With the incessant chatter around preserving our talent, we forgot to retain their attention. A recent Gallup Poll states that in 2014 we only engaged about 3 in 10 people at work. The heart of the retention conversation certainly focuses on keeping top talent, but in practice, businesses base turnover metrics on the average, not the top percentile. So is it really about just keeping the talent we have, or is it more about better engaging those resources?
Retention and engagement can feel so big and conceptual that we don’t even know where to begin. So let’s break it down into things we, as WAM-Pros, could solve.
Your Industry Affects Your Engagement
Some of the most disengaged workers come from the manufacturing, transportation, and service industries. Hardly surprising news. Although there have been some recent spikes in manufacturing job growth, overall the number of jobs remains low. Interestingly, union rates are high among these groups, as are regulatory measures. So there may be more oversight into worker issues, but not necessarily more productive or satisfied workers.
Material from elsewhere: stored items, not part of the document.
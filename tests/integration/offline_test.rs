//! Offline upload, reconnect and replay through a fully wired context

use crate::assert_eventually;
use crate::common::*;
use assert_matches::assert_matches;
use pretty_assertions::assert_eq;
use serde_json::json;
use std::sync::atomic::{AtomicUsize, Ordering};
use std::sync::Arc;
use std::time::Duration;
use vitalsync::client::services::UploadReplayer;
use vitalsync::client::{
    ApiClient, Config, FlushOutcome, FlushReport, MutationKind, OfflineQueue, PersistentCache, SyncContext,
    TokenStore, UploadOutcome,
};
use vitalsync::shared::AppConfig;
use wiremock::matchers::{body_partial_json, method, path};
use wiremock::{Mock, MockServer, ResponseTemplate};

async fn started_context(server: &MockServer) -> SyncContext {
    Mock::given(method("GET"))
        .and(path("/"))
        .respond_with(ResponseTemplate::new(200))
        .mount(server)
        .await;
    let config = Config::with_builder(
        AppConfig::builder()
            .server_url(server.uri())
            .socket_url(UNREACHABLE_SOCKET),
    )
    .unwrap();
    let context = SyncContext::with_store(config, memory_store()).unwrap();
    context.start().await;
    context
}

#[tokio::test]
async fn test_upload_while_offline_replays_on_reconnect() {
    let server = MockServer::start().await;
    Mock::given(method("POST"))
        .and(path("/vitals"))
        .and(body_partial_json(json!({"studentId": "s1", "heartRate": 92})))
        .respond_with(envelope(json!({"id": "v1"})))
        .expect(1)
        .mount(&server)
        .await;
    let context = started_context(&server).await;

    let transitions = Arc::new(AtomicUsize::new(0));
    let _listener = {
        let transitions = Arc::clone(&transitions);
        context.monitor().add_listener(move |_| {
            transitions.fetch_add(1, Ordering::SeqCst);
        })
    };

    context.probe().notify(false);
    assert_eventually!(!context.monitor().is_connected());

    let outcome = context.vitals().upload(&sample_upload("s1")).await.unwrap();
    assert_matches!(outcome, UploadOutcome::Queued(_));
    assert_eq!(context.queue().get_queue_size().await, 1);

    context.probe().notify(true);
    assert_eventually!(context.queue().get_queue_size().await == 0);
    // Immediate call on registration, then offline, then online
    assert_eq!(transitions.load(Ordering::SeqCst), 3);

    context.shutdown();
}

#[tokio::test]
async fn test_repeated_online_events_do_not_reflush() {
    let server = MockServer::start().await;
    let posts = Arc::new(AtomicUsize::new(0));
    {
        let posts = Arc::clone(&posts);
        Mock::given(method("POST"))
            .and(path("/vitals"))
            .respond_with(move |_: &wiremock::Request| {
                posts.fetch_add(1, Ordering::SeqCst);
                ResponseTemplate::new(503)
            })
            .mount(&server)
            .await;
    }
    let context = started_context(&server).await;

    context.probe().notify(false);
    assert_eventually!(!context.monitor().is_connected());
    context.vitals().upload(&sample_upload("s1")).await.unwrap();

    context.probe().notify(true);
    assert_eventually!(posts.load(Ordering::SeqCst) == 1);
    assert_eventually!(!context.queue().is_flushing());

    // Already online: no transition, no flush
    context.probe().notify(true);
    tokio::time::sleep(Duration::from_millis(100)).await;
    assert_eq!(posts.load(Ordering::SeqCst), 1);

    let pending = context.queue().pending_items().await;
    assert_eq!(pending.len(), 1);
    assert_eq!(pending[0].retry_count, 1);

    context.shutdown();
}

#[tokio::test]
async fn test_item_dropped_after_max_retries() {
    let server = MockServer::start().await;
    Mock::given(method("POST"))
        .and(path("/vitals"))
        .respond_with(error_body(503, "Maintenance"))
        .expect(3)
        .mount(&server)
        .await;

    let store = memory_store();
    let config = test_config(&server.uri());
    let api = Arc::new(ApiClient::new(&config, TokenStore::new(store.clone())).unwrap());
    let cache = Arc::new(PersistentCache::new(store.clone()));
    let replayer = Arc::new(UploadReplayer::new(api, cache));
    let queue = OfflineQueue::new(store, replayer, 3);

    queue
        .enqueue(
            MutationKind::VitalUpload,
            serde_json::to_value(sample_upload("s9")).unwrap(),
        )
        .await
        .unwrap();

    for expected_retries in 1..=2 {
        let outcome = queue.flush().await.unwrap();
        assert_eq!(
            outcome,
            FlushOutcome::Completed(FlushReport { attempted: 1, succeeded: 0, retained: 1, dropped: 0 })
        );
        assert_eq!(queue.pending_items().await[0].retry_count, expected_retries);
    }

    let outcome = queue.flush().await.unwrap();
    assert_eq!(
        outcome,
        FlushOutcome::Completed(FlushReport { attempted: 1, succeeded: 0, retained: 0, dropped: 1 })
    );
    assert_eq!(queue.get_queue_size().await, 0);
}

#[tokio::test]
async fn test_offline_read_serves_stale_profile() {
    let server = MockServer::start().await;
    Mock::given(method("GET"))
        .and(path("/student/42"))
        .respond_with(envelope(json!({"id": "42", "name": "Ada"})))
        .expect(1)
        .mount(&server)
        .await;

    let store = memory_store();
    let online_config = Config::with_builder(
        AppConfig::builder()
            .server_url(server.uri())
            .profile_ttl(Duration::ZERO),
    )
    .unwrap();
    let online = SyncContext::with_store(online_config, store.clone()).unwrap();
    let fresh = online.students().profile("42", false).await.unwrap();
    drop(online);

    // Same store, backend gone
    let offline_config = Config::with_builder(AppConfig::builder().server_url(UNREACHABLE_HTTP)).unwrap();
    let offline = SyncContext::with_store(offline_config, store).unwrap();
    let stale = offline.students().profile("42", true).await.unwrap();
    assert_eq!(stale, fresh);
}
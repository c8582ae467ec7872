/**
 * Logging Setup
 *
 * Installs a `tracing` fmt subscriber for hosts that do not bring their own.
 * `RUST_LOG` wins over the default filter passed in.
 */

use tracing_subscriber::EnvFilter;

/// Install the global subscriber
///
/// Returns `false` when a subscriber was already installed, which is harmless.
pub fn init(default_filter: &str) -> bool {
    let env_filter = std::env::var("RUST_LOG").unwrap_or_else(|_| default_filter.to_string());

    let installed = tracing_subscriber::fmt()
        .with_env_filter(EnvFilter::new(&env_filter))
        .with_target(true)
        .try_init()
        .is_ok();

    if installed {
        tracing::debug!("Tracing initialised with filter {}", env_filter);
    }
    installed
}
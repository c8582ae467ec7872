//! Store, configuration and payload fixtures

use chrono::{TimeZone, Utc};
use std::sync::Arc;
use std::time::Duration;
use vitalsync::client::{KeyValueStore, MemoryStore, TokenPair, TokenStore};
use vitalsync::shared::{AppConfig, VitalSigns, VitalUpload};

/// Nothing listens on the discard port, so connections are refused at once
pub const UNREACHABLE_HTTP: &str = "http://127.0.0.1:9";
pub const UNREACHABLE_SOCKET: &str = "ws://127.0.0.1:9/socket";

pub fn memory_store() -> Arc<dyn KeyValueStore> {
    Arc::new(MemoryStore::new())
}

/// Config pointing at `server_url` with a socket that never answers
pub fn test_config(server_url: &str) -> AppConfig {
    AppConfig::builder()
        .server_url(server_url)
        .socket_url(UNREACHABLE_SOCKET)
        .reconnect(0, Duration::from_millis(10))
        .build()
        .expect("test config is valid")
}

pub async fn sign_in(tokens: &TokenStore, access: &str, refresh: &str) {
    tokens
        .save(&TokenPair {
            access_token: access.to_string(),
            refresh_token: refresh.to_string(),
        })
        .await
        .expect("tokens saved");
}

pub fn sample_upload(student_id: &str) -> VitalUpload {
    VitalUpload {
        student_id: student_id.to_string(),
        device_id: Some("band-1".to_string()),
        vitals: VitalSigns {
            heart_rate: Some(92),
            temperature: Some(37.1),
            spo2: Some(97),
            blood_pressure: None,
            recorded_at: Utc.with_ymd_and_hms(2026, 3, 2, 9, 30, 0).unwrap(),
        },
    }
}
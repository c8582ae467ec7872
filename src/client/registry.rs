//! # Callback Registry
//!
//! Observer fan-out shared by the network monitor and the realtime channel.
//!
//! Subscribers are stored behind `Arc` so [`CallbackRegistry::emit`] can take a
//! snapshot and release the lock before invoking anything. A callback may
//! therefore register or unsubscribe (itself or others) while an emit is in
//! progress without deadlocking; the change applies from the next emit.
//!
//! A panicking callback is logged and skipped; the remaining callbacks still
//! receive the value.

use std::collections::BTreeMap;
use std::panic::{catch_unwind, AssertUnwindSafe};
use std::sync::{Arc, Mutex, MutexGuard, Weak};

/// Identifier of one registered callback
#[derive(Debug, Clone, Copy, PartialEq, Eq, PartialOrd, Ord, Hash)]
pub struct ListenerId(u64);

type Callback<T> = Arc<dyn Fn(&T) + Send + Sync>;

struct RegistryInner<T> {
    next_id: u64,
    callbacks: BTreeMap<ListenerId, Callback<T>>,
}

trait Detach: Send + Sync {
    fn detach(&self, id: ListenerId) -> bool;
}

impl<T: 'static> Detach for Mutex<RegistryInner<T>> {
    fn detach(&self, id: ListenerId) -> bool {
        lock(self).callbacks.remove(&id).is_some()
    }
}

fn lock<T>(mutex: &Mutex<RegistryInner<T>>) -> MutexGuard<'_, RegistryInner<T>> {
    // Callbacks never run under the lock, so poisoning only follows a panic in
    // our own bookkeeping; the map is still consistent.
    mutex.lock().unwrap_or_else(|poisoned| poisoned.into_inner())
}

/// Set of callbacks for one event kind
pub struct CallbackRegistry<T> {
    inner: Arc<Mutex<RegistryInner<T>>>,
}

impl<T: 'static> CallbackRegistry<T> {
    pub fn new() -> Self {
        Self {
            inner: Arc::new(Mutex::new(RegistryInner {
                next_id: 0,
                callbacks: BTreeMap::new(),
            })),
        }
    }

    /// Register a callback, returning a handle that removes exactly this one
    pub fn register<F>(&self, callback: F) -> Subscription
    where
        F: Fn(&T) + Send + Sync + 'static,
    {
        let id = {
            let mut inner = lock(&self.inner);
            let id = ListenerId(inner.next_id);
            inner.next_id += 1;
            inner.callbacks.insert(id, Arc::new(callback));
            id
        };
        let weak: Weak<Mutex<RegistryInner<T>>> = Arc::downgrade(&self.inner);
        let registry: Weak<dyn Detach> = weak;
        Subscription { id, registry }
    }

    /// Remove a callback by id. Returns whether it was registered.
    pub fn remove(&self, id: ListenerId) -> bool {
        self.inner.detach(id)
    }

    /// Deliver `value` to every callback registered at the time of the call.
    ///
    /// Returns the number of callbacks that completed without panicking.
    pub fn emit(&self, value: &T) -> usize {
        let snapshot: Vec<(ListenerId, Callback<T>)> = lock(&self.inner)
            .callbacks
            .iter()
            .map(|(id, callback)| (*id, Arc::clone(callback)))
            .collect();

        let mut delivered = 0;
        for (id, callback) in snapshot {
            match catch_unwind(AssertUnwindSafe(|| callback(value))) {
                Ok(()) => delivered += 1,
                Err(_) => tracing::error!("Callback {:?} panicked; continuing fan-out", id),
            }
        }
        delivered
    }

    pub fn len(&self) -> usize {
        lock(&self.inner).callbacks.len()
    }

    pub fn is_empty(&self) -> bool {
        self.len() == 0
    }

    /// Drop every callback
    pub fn clear(&self) {
        lock(&self.inner).callbacks.clear();
    }
}

impl<T: 'static> Default for CallbackRegistry<T> {
    fn default() -> Self {
        Self::new()
    }
}

impl<T> std::fmt::Debug for CallbackRegistry<T> {
    fn fmt(&self, f: &mut std::fmt::Formatter<'_>) -> std::fmt::Result {
        let len = lock(&self.inner).callbacks.len();
        f.debug_struct("CallbackRegistry").field("callbacks", &len).finish()
    }
}

/// Handle returned by [`CallbackRegistry::register`].
///
/// Dropping the handle keeps the callback registered; call
/// [`Subscription::unsubscribe`] to remove it.
#[must_use = "keep the subscription to be able to unsubscribe"]
pub struct Subscription {
    id: ListenerId,
    registry: Weak<dyn Detach>,
}

impl Subscription {
    pub fn id(&self) -> ListenerId {
        self.id
    }

    /// Remove only the callback this handle was created for
    pub fn unsubscribe(self) {
        if let Some(registry) = self.registry.upgrade() {
            registry.detach(self.id);
        }
    }
}

impl std::fmt::Debug for Subscription {
    fn fmt(&self, f: &mut std::fmt::Formatter<'_>) -> std::fmt::Result {
        f.debug_struct("Subscription").field("id", &self.id).finish()
    }
}
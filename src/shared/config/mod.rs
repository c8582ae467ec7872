//! Application configuration module
//!
//! Provides configuration types for the sync core. Values are validated once
//! in [`AppConfigBuilder::build`]; components read them without re-checking.

use serde::{Deserialize, Serialize};
use std::path::PathBuf;
use std::time::Duration;
use thiserror::Error;
use url::Url;

/// Default REST base URL
pub const DEFAULT_SERVER_URL: &str = "http://127.0.0.1:3000/api";

/// Maximum failed replays before a queued mutation is dropped
pub const DEFAULT_MAX_RETRIES: u32 = 3;

const DEFAULT_PROFILE_TTL_SECS: u64 = 300;
const DEFAULT_VITALS_TTL_SECS: u64 = 60;
const DEFAULT_RECONNECT_ATTEMPTS: u32 = 5;
const DEFAULT_RECONNECT_DELAY_MS: u64 = 2_000;
const DEFAULT_REQUEST_TIMEOUT_SECS: u64 = 15;

/// Application configuration
#[derive(Debug, Clone, PartialEq, Eq, Serialize, Deserialize)]
#[serde(default)]
pub struct AppConfig {
    /// REST base URL, e.g. `http://host:3000/api`
    pub server_url: String,
    /// WebSocket endpoint; derived from `server_url` when absent
    pub socket_url: Option<String>,
    /// URL probed by the connectivity check; `server_url` when absent
    pub probe_url: Option<String>,
    /// TTL for student profile cache entries
    pub profile_ttl_secs: u64,
    /// TTL for vital-sign cache entries
    pub vitals_ttl_secs: u64,
    /// Offline queue retry bound
    pub max_retries: u32,
    /// Socket reconnection attempts after a disconnect
    pub reconnect_attempts: u32,
    /// Fixed delay between socket reconnection attempts
    pub reconnect_delay_ms: u64,
    /// Per-request HTTP timeout
    pub request_timeout_secs: u64,
    /// SQLite file backing durable storage
    pub storage_path: Option<PathBuf>,
}

impl Default for AppConfig {
    fn default() -> Self {
        Self {
            server_url: DEFAULT_SERVER_URL.to_string(),
            socket_url: None,
            probe_url: None,
            profile_ttl_secs: DEFAULT_PROFILE_TTL_SECS,
            vitals_ttl_secs: DEFAULT_VITALS_TTL_SECS,
            max_retries: DEFAULT_MAX_RETRIES,
            reconnect_attempts: DEFAULT_RECONNECT_ATTEMPTS,
            reconnect_delay_ms: DEFAULT_RECONNECT_DELAY_MS,
            request_timeout_secs: DEFAULT_REQUEST_TIMEOUT_SECS,
            storage_path: None,
        }
    }
}

impl AppConfig {
    /// Create a new AppConfigBuilder
    pub fn builder() -> AppConfigBuilder {
        AppConfigBuilder::default()
    }

    /// Validate the configuration
    pub fn validate(&self) -> Result<(), ConfigError> {
        parse_http_url(&self.server_url)?;
        if let Some(socket_url) = &self.socket_url {
            let url = Url::parse(socket_url).map_err(|e| ConfigError::InvalidUrl(format!("{}: {}", socket_url, e)))?;
            if !matches!(url.scheme(), "ws" | "wss") {
                return Err(ConfigError::InvalidUrl(format!("{}: expected ws:// or wss://", socket_url)));
            }
        }
        if let Some(probe_url) = &self.probe_url {
            parse_http_url(probe_url)?;
        }
        if self.max_retries == 0 {
            return Err(ConfigError::InvalidValue("max_retries must be at least 1"));
        }
        if self.request_timeout_secs == 0 {
            return Err(ConfigError::InvalidValue("request_timeout_secs must be at least 1"));
        }
        Ok(())
    }

    /// WebSocket endpoint, defaulting to `ws(s)://<api host>/socket`
    pub fn socket_url(&self) -> String {
        if let Some(url) = &self.socket_url {
            return url.clone();
        }
        match Url::parse(&self.server_url) {
            Ok(mut url) => {
                let scheme = if url.scheme() == "https" { "wss" } else { "ws" };
                // http/https -> ws/wss is always an allowed scheme change
                let _ = url.set_scheme(scheme);
                url.set_path("/socket");
                url.set_query(None);
                url.to_string()
            }
            Err(_) => "ws://127.0.0.1:3000/socket".to_string(),
        }
    }

    /// Connectivity probe URL
    pub fn probe_url(&self) -> &str {
        self.probe_url.as_deref().unwrap_or(&self.server_url)
    }

    pub fn profile_ttl(&self) -> Duration {
        Duration::from_secs(self.profile_ttl_secs)
    }

    pub fn vitals_ttl(&self) -> Duration {
        Duration::from_secs(self.vitals_ttl_secs)
    }

    pub fn reconnect_delay(&self) -> Duration {
        Duration::from_millis(self.reconnect_delay_ms)
    }

    pub fn request_timeout(&self) -> Duration {
        Duration::from_secs(self.request_timeout_secs)
    }
}

fn parse_http_url(raw: &str) -> Result<Url, ConfigError> {
    let url = Url::parse(raw).map_err(|e| ConfigError::InvalidUrl(format!("{}: {}", raw, e)))?;
    if !matches!(url.scheme(), "http" | "https") {
        return Err(ConfigError::InvalidUrl(format!("{}: expected http:// or https://", raw)));
    }
    Ok(url)
}

/// Builder for AppConfig
#[derive(Debug, Default)]
pub struct AppConfigBuilder {
    config: AppConfig,
}

impl AppConfigBuilder {
    /// Set the REST base URL
    pub fn server_url(mut self, url: impl Into<String>) -> Self {
        self.config.server_url = url.into();
        self
    }

    /// Set the WebSocket URL
    pub fn socket_url(mut self, url: impl Into<String>) -> Self {
        self.config.socket_url = Some(url.into());
        self
    }

    /// Set the connectivity probe URL
    pub fn probe_url(mut self, url: impl Into<String>) -> Self {
        self.config.probe_url = Some(url.into());
        self
    }

    pub fn profile_ttl(mut self, ttl: Duration) -> Self {
        self.config.profile_ttl_secs = ttl.as_secs();
        self
    }

    pub fn vitals_ttl(mut self, ttl: Duration) -> Self {
        self.config.vitals_ttl_secs = ttl.as_secs();
        self
    }

    /// Set the offline queue retry bound
    pub fn max_retries(mut self, retries: u32) -> Self {
        self.config.max_retries = retries;
        self
    }

    /// Set socket reconnection attempts and the fixed delay between them
    pub fn reconnect(mut self, attempts: u32, delay: Duration) -> Self {
        self.config.reconnect_attempts = attempts;
        self.config.reconnect_delay_ms = delay.as_millis() as u64;
        self
    }

    pub fn request_timeout(mut self, timeout: Duration) -> Self {
        self.config.request_timeout_secs = timeout.as_secs();
        self
    }

    /// Set the SQLite storage file
    pub fn storage_path(mut self, path: impl Into<PathBuf>) -> Self {
        self.config.storage_path = Some(path.into());
        self
    }

    /// Build the configuration
    pub fn build(self) -> Result<AppConfig, ConfigError> {
        self.config.validate()?;
        Ok(self.config)
    }
}

/// Configuration errors
#[derive(Debug, Error)]
pub enum ConfigError {
    #[error("invalid URL: {0}")]
    InvalidUrl(String),
    #[error("invalid value: {0}")]
    InvalidValue(&'static str),
    #[error("failed to read config file: {0}")]
    Io(#[from] std::io::Error),
    #[error("failed to parse config file: {0}")]
    Parse(#[from] toml::de::Error),
}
Reasons for this may vary. Manufacturing jobs are, in general, well-paid (around $20 per hour), but pay is not the only incentive. In workforce management, we know an issue of great contention is scheduling, especially in the transportation and production industries where heavy constraints are placed upon the schedules and schedulers. For example, property-carrying drivers cannot drive more than 11 hours straight and that must be after 10 consecutive hours of off duty. Not only does this make scheduling shifts difficult for the business, it can also make cross-country trucking more of a tangled bunch of hours than a steady paying job for the employee. Although created with the intent to improve safety, everything must be taken in context of the real workplace. Before considering the next bump in pay for your employees, take the time to understand their realities and get to the bottom of what really encourages (or impedes) their work ethic.
Your Age Group Affects Your Engagement
Millennials, perhaps one of the most dissected and diagnosed groups, falls below average when it comes to engagement. Anecdotal evidence would have you assume that’s because they are narcissistic and lazy, however, Gallup poses a more thoughtful critique. Even though millennials have jobs, perhaps they are not the ones that enticed them to come to work eager for more. Some believe millennials are unable to fulfill their craving for impact or creativity. The WAM-Pro would interpret this as a need for reorganizing and redefining the work that they do.
Jobs don’t need to be standardized. The job needs to be compliant and the work needs to be paid, but a role does not need to fit every type of person or preference. Organizations should take the time to reconsider, and ultimately restructure, their workloads (jobs). This requires a discovery process where leaders, schedulers, managers, and employees describe the work that needs to be completed and the way work is completed today. For example, if your grocery store baker wants to personally meet with the delivery person every Tuesday to ensure that her products all arrive on time, let her. She will be accountable if something is missing, not the grocery bagger from Aisle 3. For the employer, restructuring job roles could lead to improvements in engagement and efficiencies; for the employee, a new role with well-organized duties and meaningful activities could lead to work they enjoy performing and take ownership of.
Instead of simply bemoaning the problems with engagement, retention, job satisfaction, or turnover, let’s solve them. Before we toss out our workforce like last season’s fashion, let’s assemble the resources and talent we do have, and assess what truly stands the test of time.